A 26-year-old female, brown patient with a history of exposure to ionizing radiation for a period of 2 years as an X-ray technique, despite all protective measures regulated by law, developed myelodysplasia confirmed by Bone marrow biopsy and excluding other causes such as autoimmune diseases, neoplasia, viral, drug and exposure to other metals or chemical substances. She was referred for ophthalmologic evaluation for visual turbidity complaint. The patient had visual acuity of 20/80 in the right eye and 20/50 in the left eye.

The funduscopy showed bilateral pale papilla, with physiological digging, vessels with reduced caliber and some phantom vessels, macula with decreased foveal brightness, pale retina, RPE hyperplasia in the middle periphery (see Figures 1 and 2). The macular optical coherence tomography (StratusOCT) showed retinal thickening and cysts formation (see Figures 3–5). Visual field showed island of bilateral central vision (see Figures 6 and 7).

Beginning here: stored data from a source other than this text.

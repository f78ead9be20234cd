//! HTTP response surface handed to scan plugins.
//!
//! A response owns its pooled connection through the body reader instead of
//! extending any client type; read/readline/close are the whole operation
//! set. Headers are merged once at parse time and never change afterwards.

use std::time::Duration;

use bytes::Bytes;
use bytes::BytesMut;

use crate::error::Result;
use crate::headers::HeaderMap;
use crate::pool::PooledConnection;
use crate::transport::h1::{BodyReader, ResponseHead};
use crate::version::HttpVersion;

/// One parsed response for one request/response exchange.
pub struct Response {
    status: u16,
    reason: String,
    version: HttpVersion,
    headers: HeaderMap,
    url: String,
    body: BodyReader,
    encoding: Option<String>,
    wait_time: Option<Duration>,
    discarded: bool,
}

impl Response {
    /// Build a response over a live connection after its head was parsed.
    ///
    /// The size guard runs here, before a single body byte transfers: a
    /// declared Content-Length over `max_body_size` discards the body,
    /// coerces the status to 204 and retires the connection. Callers that
    /// must distinguish this from a genuine 204 check `body_discarded()`
    /// (or the original headers, which are kept intact).
    pub(crate) fn from_exchange(
        head: ResponseHead,
        conn: PooledConnection,
        leftover: BytesMut,
        max_body_size: Option<u64>,
        url: String,
        wait_time: Duration,
    ) -> Self {
        let ResponseHead {
            status,
            reason,
            version,
            headers,
            chunked,
            length,
            will_close,
        } = head;

        if let (Some(max), Some(len)) = (max_body_size, length) {
            if len > max {
                tracing::warn!(declared = len, max, %url, "response exceeds size cap, discarding body");
                conn.retire("oversized response");
                return Self {
                    status: 204,
                    reason: "No Content".to_string(),
                    version,
                    headers,
                    url,
                    body: BodyReader::detached(Bytes::new()),
                    encoding: None,
                    wait_time: Some(wait_time),
                    discarded: true,
                };
            }
        }

        Self {
            status,
            reason,
            version,
            headers,
            url,
            body: BodyReader::new(conn, leftover, chunked, length, will_close),
            encoding: None,
            wait_time: Some(wait_time),
            discarded: false,
        }
    }

    /// Build a response from a cached snapshot; no connection is involved.
    pub(crate) fn from_cached(
        status: u16,
        reason: String,
        version: HttpVersion,
        headers: HeaderMap,
        url: String,
        body: Bytes,
        discarded: bool,
    ) -> Self {
        Self {
            status,
            reason,
            version,
            headers,
            url,
            body: BodyReader::detached(body),
            encoding: None,
            wait_time: None,
            discarded,
        }
    }

    pub fn status(&self) -> u16 {
        self.status
    }

    pub fn reason(&self) -> &str {
        &self.reason
    }

    pub fn version(&self) -> HttpVersion {
        self.version
    }

    /// Merged response headers: each key maps to exactly one combined value.
    pub fn headers(&self) -> &HeaderMap {
        &self.headers
    }

    /// The URL this response was fetched from.
    pub fn url(&self) -> &str {
        &self.url
    }

    pub fn is_success(&self) -> bool {
        (200..300).contains(&self.status)
    }

    pub fn is_redirect(&self) -> bool {
        (300..400).contains(&self.status)
    }

    /// Whether the server mandated closing the connection after this
    /// response.
    pub fn will_close(&self) -> bool {
        self.body.will_close()
    }

    /// True when the body was discarded by the size guard and the 204
    /// status is synthetic.
    pub fn body_discarded(&self) -> bool {
        self.discarded
    }

    /// Text-encoding tag for later decoding by the caller. This crate never
    /// decodes text itself.
    pub fn encoding(&self) -> Option<&str> {
        self.encoding.as_deref()
    }

    pub fn set_encoding(&mut self, encoding: impl Into<String>) {
        self.encoding = Some(encoding.into());
    }

    /// Time from starting the exchange (pool wait included) to the parsed
    /// response head. `None` for cache hits.
    pub fn wait_time(&self) -> Option<Duration> {
        self.wait_time
    }

    pub fn set_wait_time(&mut self, wait: Duration) {
        self.wait_time = Some(wait);
    }

    /// Read up to `amount` body bytes (the whole remaining body when
    /// `None`). Returns an empty buffer at end of body. A failed read
    /// retires the connection before the error reaches the caller.
    pub async fn read(&mut self, amount: Option<usize>) -> Result<Bytes> {
        self.body.read(amount).await
    }

    /// Read the entire remaining body.
    pub async fn read_to_end(&mut self) -> Result<Bytes> {
        self.body.read(None).await
    }

    /// Read one line, bounded by `limit` bytes when given.
    pub async fn readline(&mut self, limit: Option<usize>) -> Result<Bytes> {
        self.body.readline(limit).await
    }

    /// Read lines until end of body, or until roughly `sizehint` bytes.
    pub async fn readlines(&mut self, sizehint: Option<usize>) -> Result<Vec<Bytes>> {
        self.body.readlines(sizehint).await
    }

    /// Replace the buffered body (mangle plugins rewrite responses before
    /// handing them on).
    pub fn set_body(&mut self, data: impl Into<Bytes>) {
        self.body.set_body(data.into());
    }

    /// Finish the exchange. The connection is released for reuse when the
    /// body completed cleanly on a keep-alive exchange, torn down otherwise.
    /// Idempotent.
    pub fn close(&mut self) {
        self.body.close();
    }

    /// Finish the exchange and force the connection to be torn down even if
    /// it would have been reusable.
    pub fn close_connection(&mut self) {
        self.body.close_connection();
    }
}

impl Drop for Response {
    fn drop(&mut self) {
        // an abandoned response must not leak its connection slot; finish
        // decides release vs retire from the framing state
        self.body.close();
    }
}

impl std::fmt::Debug for Response {
    fn fmt(&self, f: &mut std::fmt::Formatter<'_>) -> std::fmt::Result {
        f.debug_struct("Response")
            .field("status", &self.status)
            .field("reason", &self.reason)
            .field("version", &self.version)
            .field("url", &self.url)
            .field("will_close", &self.will_close())
            .field("discarded", &self.discarded)
            .finish()
    }
}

Figure 1 Color fundus photograph – right eye.

Figure 2 Color fundus photograph – left eye.

Figure 3 SD-OCT topcon – incidences and macular view. Right eye (previous anti-VEGF therapy).

Figure 4 SD-OCT topcon – incidences and macular view. Right eye (previous anti-VEGF therapy).

Figure 5 SD-OCT topcon – central macular thickness (CMT). Right eye = 703 µm, left eye = µm. Previous Anti-VEGF therapy.

Figure 6 Octopus 900 – perimeter – visual field – right eye.

Figure 7 Octopus 900 – perimeter – visual field – left eye.

The multifocal ERG (electroretinogram)/PEV (visual evoked potential)/EOG (electrooculogram) examinations was generally affected in both eyes according to the low acuity.

It was performed continuous intravitreal injection with ranibizumab (0.3mg/0,05mL) in 4- week intervals and monitoring with visual acuity and OCT. After performing nine monthly injections the visual acuity was improved for 20/40 in both eyes and decreased macular edema (see Figures 8 and 9).

Figure 8 Zeiss cirrus – SD-OCT – left eye. CMT = 387 µm (after anti-VEGF therapy).

Figure 9 SD-OCT topcon – right eye. CMT = 319 µm (after anti-VEGF therapy).

A case of systemic and ophthalmological manifestation related to tolerable exposure to ionizing radiation in both eyes is rare, not found in the literature similar reports. The improvement of macular edema with the use of intravitreal injection of anti-VEGF as observed was not permanent and did not have a determined number of intravitreal procedures necessary to stabilize the macular condition. Continuous treatment is necessary to maintain acuity improvement. Intravitreal Dexamethasone treatment was not performed due to pallor of the optic nerve and ischemic neuropathy of increased intraocular pressure risk of further injury.59

Conclusion

There is still no curative treatment for pathologies related to exposure to ionizing radiation, requiring more studies with a larger number of patients and a longer follow-up. The patient maintains follow up in hematology and ophthalmology. Aplastic anemia and myelodysplasia are rare diseases with ophthalmic manifestations like vascular changes, retinal hemorrhages, and peripheral retinal ischemia. The systemic changes combined with radiation retinopathy explain the quickly progressing to low vision and concentric impairment of visual field.1012 The macular edema treatments with anti-VEGF (Ranibizumab) is promising, and the results depends on continuity what can increase the side effects.1317 The mechanisms of radiation protection are still the most effective in preventing radiation retinopathy, which do not have curative treatment.

Ethics Committee in Research

Supported by Hospital Naval Marcílio Dias.

Patient Consent

The patient consented to publication of the case, and this report does not contain any personal information that could lead to the identification of the patient. The patient provided written informed consent for publication of this case.

Disclosure

The authors have no financial or proprietary interest in the materials presented herein.